_What you are asked to do_:
Before answering, work out how many lines below contain the string "Option"; the reply is that number alone.

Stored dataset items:
//! Fire-and-forget activity records.
//!
//! Records go over an unbounded channel to a drain task that writes them to
//! the log. `record` never blocks the request path and a full or closed
//! channel is swallowed — audit failures must not affect request handling.

use chrono::{DateTime, Utc};
use serde::Serialize;
use tokio::sync::mpsc;
use tracing::{debug, info};

#[derive(Debug, Clone, Serialize)]
pub struct ActivityRecord {
    pub actor: Option<String>,
    pub action: String,
    pub detail: String,
    pub at: DateTime<Utc>,
}

#[derive(Clone)]
pub struct AuditSink {
    tx: mpsc::UnboundedSender<ActivityRecord>,
}

impl AuditSink {
    /// Start the drain task on the current runtime.
    pub fn spawn() -> Self {
        let (tx, mut rx) = mpsc::unbounded_channel::<ActivityRecord>();
        tokio::spawn(async move {
            while let Some(rec) = rx.recv().await {
                info!(
                    target: "audit",
                    actor = rec.actor.as_deref().unwrap_or("-"),
                    action = %rec.action,
                    detail = %rec.detail,
                    at = %rec.at.to_rfc3339(),
                    "activity"
                );
            }
        });
        Self { tx }
    }

    pub fn record(&self, actor: Option<&str>, action: &str, detail: impl Into<String>) {
        let rec = ActivityRecord {
            actor: actor.map(|s| s.to_string()),
            action: action.to_string(),
            detail: detail.into(),
            at: Utc::now(),
        };
        if self.tx.send(rec).is_err() {
            debug!(target: "audit", "audit channel closed; record dropped");
        }
    }
}

#[cfg(test)]
mod tests {
    use super::*;

    #[tokio::test]
    async fn record_never_blocks_or_errors() {
        let sink = AuditSink::spawn();
        for i in 0..100 {
            sink.record(Some("m1"), "login", format!("attempt {i}"));
        }
        // Records are best-effort; the call itself must always return.
        sink.record(None, "anonymous", "no actor");
    }
}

_Expected answer_:
2